Tali operazioni non sono opponibili all'amministrazione finanziaria, che ne disconosce i vantaggi determinando i tributi sulla base delle norme e dei principi elusi e tenuto conto di quanto versato dal contribuente per effetto di dette operazioni.
Si considerano tali le seguenti operazioni:
- a) operazioni prive di sostanza economica i fatti, gli atti e i contratti, anche tra loro collegati, inidonei a produrre effetti significativi diversi dai vantaggi fiscali.
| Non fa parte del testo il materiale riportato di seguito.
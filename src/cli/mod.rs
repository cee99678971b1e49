//! CLI command handlers
//!
//! This module contains the implementation of CLI commands, bridging the clap
//! argument parsing with the service layer. Input validation (amount parsing,
//! non-negative checks, date defaults) lives here, at the presentation
//! boundary.

pub mod contribution;
pub mod expense;
pub mod export;
pub mod report;

pub use contribution::{handle_contribution_command, ContributionCommands};
pub use expense::{handle_expense_command, ExpenseCommands};
pub use export::{handle_export_command, ExportCommands};
pub use report::{handle_settle, handle_summary};

use chrono::NaiveDate;

use crate::error::{SplitpoolError, SplitpoolResult};
use crate::models::Money;

/// Parse a YYYY-MM-DD date argument, defaulting to today
pub(crate) fn parse_date_or_today(date: Option<&str>) -> SplitpoolResult<NaiveDate> {
    match date {
        Some(s) => NaiveDate::parse_from_str(s, "%Y-%m-%d").map_err(|_| {
            SplitpoolError::Validation(format!(
                "Invalid date: '{}'. Use the format YYYY-MM-DD.",
                s
            ))
        }),
        None => Ok(chrono::Local::now().date_naive()),
    }
}

/// Parse an amount argument and reject negative values
pub(crate) fn parse_non_negative_amount(amount: &str) -> SplitpoolResult<Money> {
    let parsed = Money::parse(amount).map_err(|e| {
        SplitpoolError::Validation(format!(
            "Invalid amount: '{}'. Use a format like '100.00' or '100'. Error: {}",
            amount, e
        ))
    })?;

    if parsed.is_negative() {
        return Err(SplitpoolError::Validation(format!(
            "Amount must not be negative: '{}'",
            amount
        )));
    }

    Ok(parsed)
}
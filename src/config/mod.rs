//! Configuration for splitpool
//!
//! Currently this is limited to path resolution; the store files themselves
//! carry no settings.

pub mod paths;

pub use paths::SplitpoolPaths;
//! Storage layer for splitpool
//!
//! Provides JSON file storage with atomic writes and automatic directory
//! creation. Each collection lives in its own file and is read and rewritten
//! whole; there is no locking or contention model beyond last-writer-wins.

pub mod contributions;
pub mod expenses;
pub mod file_io;

pub use contributions::ContributionRepository;
pub use expenses::ExpenseRepository;
pub use file_io::{read_json, write_json_atomic};

use crate::config::paths::SplitpoolPaths;
use crate::error::SplitpoolError;

/// Main storage coordinator that provides access to both repositories
pub struct Storage {
    paths: SplitpoolPaths,
    pub expenses: ExpenseRepository,
    pub contributions: ContributionRepository,
}

impl Storage {
    /// Create a new Storage instance
    pub fn new(paths: SplitpoolPaths) -> Result<Self, SplitpoolError> {
        // Ensure directories exist
        paths.ensure_directories()?;

        Ok(Self {
            expenses: ExpenseRepository::new(paths.expenses_file()),
            contributions: ContributionRepository::new(paths.contributions_file()),
            paths,
        })
    }

    /// Get the paths configuration
    pub fn paths(&self) -> &SplitpoolPaths {
        &self.paths
    }

    /// Load all data from disk
    pub fn load_all(&self) -> Result<(), SplitpoolError> {
        self.expenses.load()?;
        self.contributions.load()?;
        Ok(())
    }

    /// Save all data to disk
    pub fn save_all(&self) -> Result<(), SplitpoolError> {
        self.expenses.save()?;
        self.contributions.save()?;
        Ok(())
    }
}
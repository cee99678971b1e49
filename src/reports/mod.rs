//! Derived reports
//!
//! Reports are computed from storage snapshots on demand and never persisted.

pub mod summary;

pub use summary::SummaryReport;
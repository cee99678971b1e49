//! Custom error types for splitpool
//!
//! This module defines the error hierarchy for the application using thiserror
//! for ergonomic error definitions.

use thiserror::Error;

/// The main error type for splitpool operations
#[derive(Error, Debug)]
pub enum SplitpoolError {
    /// Configuration-related errors
    #[error("Configuration error: {0}")]
    Config(String),

    /// File I/O errors
    #[error("I/O error: {0}")]
    Io(String),

    /// JSON serialization/deserialization errors
    #[error("JSON error: {0}")]
    Json(String),

    /// Validation errors for data models
    #[error("Validation error: {0}")]
    Validation(String),

    /// Storage errors
    #[error("Storage error: {0}")]
    Storage(String),

    /// Export errors
    #[error("Export error: {0}")]
    Export(String),
}

impl SplitpoolError {
    /// Check if this is a validation error
    pub fn is_validation(&self) -> bool {
        matches!(self, Self::Validation(_))
    }

    /// Check if this is a storage error
    pub fn is_storage(&self) -> bool {
        matches!(self, Self::Storage(_))
    }
}

// Implement From traits for common error types

impl From<std::io::Error> for SplitpoolError {
    fn from(err: std::io::Error) -> Self {
        Self::Io(err.to_string())
    }
}

impl From<serde_json::Error> for SplitpoolError {
    fn from(err: serde_json::Error) -> Self {
        Self::Json(err.to_string())
    }
}

impl From<csv::Error> for SplitpoolError {
    fn from(err: csv::Error) -> Self {
        Self::Export(err.to_string())
    }
}

/// Result type alias for splitpool operations
pub type SplitpoolResult<T> = Result<T, SplitpoolError>;

#[cfg(test)]
mod tests {
    use super::*;

    #[test]
    fn test_error_display() {
        let err = SplitpoolError::Config("test error".into());
        assert_eq!(err.to_string(), "Configuration error: test error");
    }

    #[test]
    fn test_validation_error() {
        let err = SplitpoolError::Validation("amount must not be negative".into());
        assert!(err.is_validation());
        assert_eq!(
            err.to_string(),
            "Validation error: amount must not be negative"
        );
    }

    #[test]
    fn test_from_io_error() {
        let io_err = std::io::Error::new(std::io::ErrorKind::NotFound, "file not found");
        let err: SplitpoolError = io_err.into();
        assert!(matches!(err, SplitpoolError::Io(_)));
    }

    #[test]
    fn test_from_json_error() {
        let json_err = serde_json::from_str::<serde_json::Value>("not json").unwrap_err();
        let err: SplitpoolError = json_err.into();
        assert!(matches!(err, SplitpoolError::Json(_)));
    }
}
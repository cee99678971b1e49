//! Core data models for splitpool
//!
//! This module contains the data structures that represent the domain:
//! expenses, contributions, expense categories, and money amounts.

pub mod category;
pub mod contribution;
pub mod expense;
pub mod money;

pub use category::Category;
pub use contribution::Contribution;
pub use expense::Expense;
pub use money::Money;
Sono indici di mancanza di sostanza economica, in particolare, la non coerenza della qualificazione delle singole operazioni con il fondamento giuridico del loro insieme e la non conformità dell'utilizzo degli strumenti giuridici a normali logiche di mercato;
- b) vantaggi fiscali indebiti i benefici, anche non immediati, realizzati in contrasto con le finalità delle norme fiscali o con i principi dell'ordinamento tributario.
Non si considerano abusive, in ogni caso, le operazioni giustificate da valide ragioni extrafiscali, non marginali, anche di ordine organizzativo o gestionale, che rispondono a finalità di miglioramento strutturale o funzionale dell'impresa ovvero dell'attività professionale del contribuente.
Il contribuente può proporre interpello ai sensi dell'articolo 11, comma 1, lettera c), dello Statuto del Contribuente, per conoscere se le operazioni costituiscano fattispecie di abuso del diritto.
Recenti orientamento delle Entrate - L’Agenzia delle Entrate, con la risoluzione n. 97/E, del 25 luglio 2017, rispondendo a un’istanza di interpello, ha fornito un importante chiarimento interpretativo in materia di scissione parziale proporzionale seguita dalla cessione delle partecipazioni nella società scissa, in rapporto alla nuova disciplina dell’abuso del diritto.
Nel fornire la propria risposta, l’amministrazione ricorda quali sono i presupposti in presenza dei quali un’operazione può essere considerata abusiva, secondo la disciplina dell’abuso del diritto o elusione fiscale contenuta nell’articolo 10-bis dello Statuto dei diritti del contribuente (legge 212/2000).
A tal proposito, la risoluzione ribadisce che per ritenere abusiva una determinata operazione, l’amministrazione deve identificare e provare il congiunto verificarsi di tre presupposti:
- la realizzazione di un vantaggio fiscale “indebito”, costituito da “benefici, anche non immediati, realizzati in contrasto con le finalità delle norme fiscali o con i principi dell’ordinamento tributario”;
- l’assenza di “sostanza economica” dell’operazione;
- l’essenzialità del conseguimento di un “vantaggio fiscale”.
Tuttavia,
“non si considerano abusive, in ogni caso, le operazioni giustificate da valide ragioni extrafiscali, non marginali, anche di ordine organizzativo o gestionale, che rispondono a finalità di miglioramento strutturale o funzionale dell’impresa ovvero dell’attività professionale del contribuente” (articolo 10-bis, comma 3).
Nel caso in esame la scissione parziale proporzionale e il successivo trasferimento (previo affrancamento) delle azioni della società scissa sono stati ammessi per legittimo risparmio di imposta.
Con la successiva risoluzione n.99/E, del 27 luglio 2017, l’Agenzia delle Entrate ha affermato che nell’ambito dell’assegnazione agevolata ai soci, risulta abusiva una complessa operazione in cui la società:
- a) conferisce l’azienda in una nuova società composta dai medesimi soci;
- b) concede in locazione il bene immobile alla nuova società;
- c) provvede ad assegnare il bene ai soci e a sciogliersi.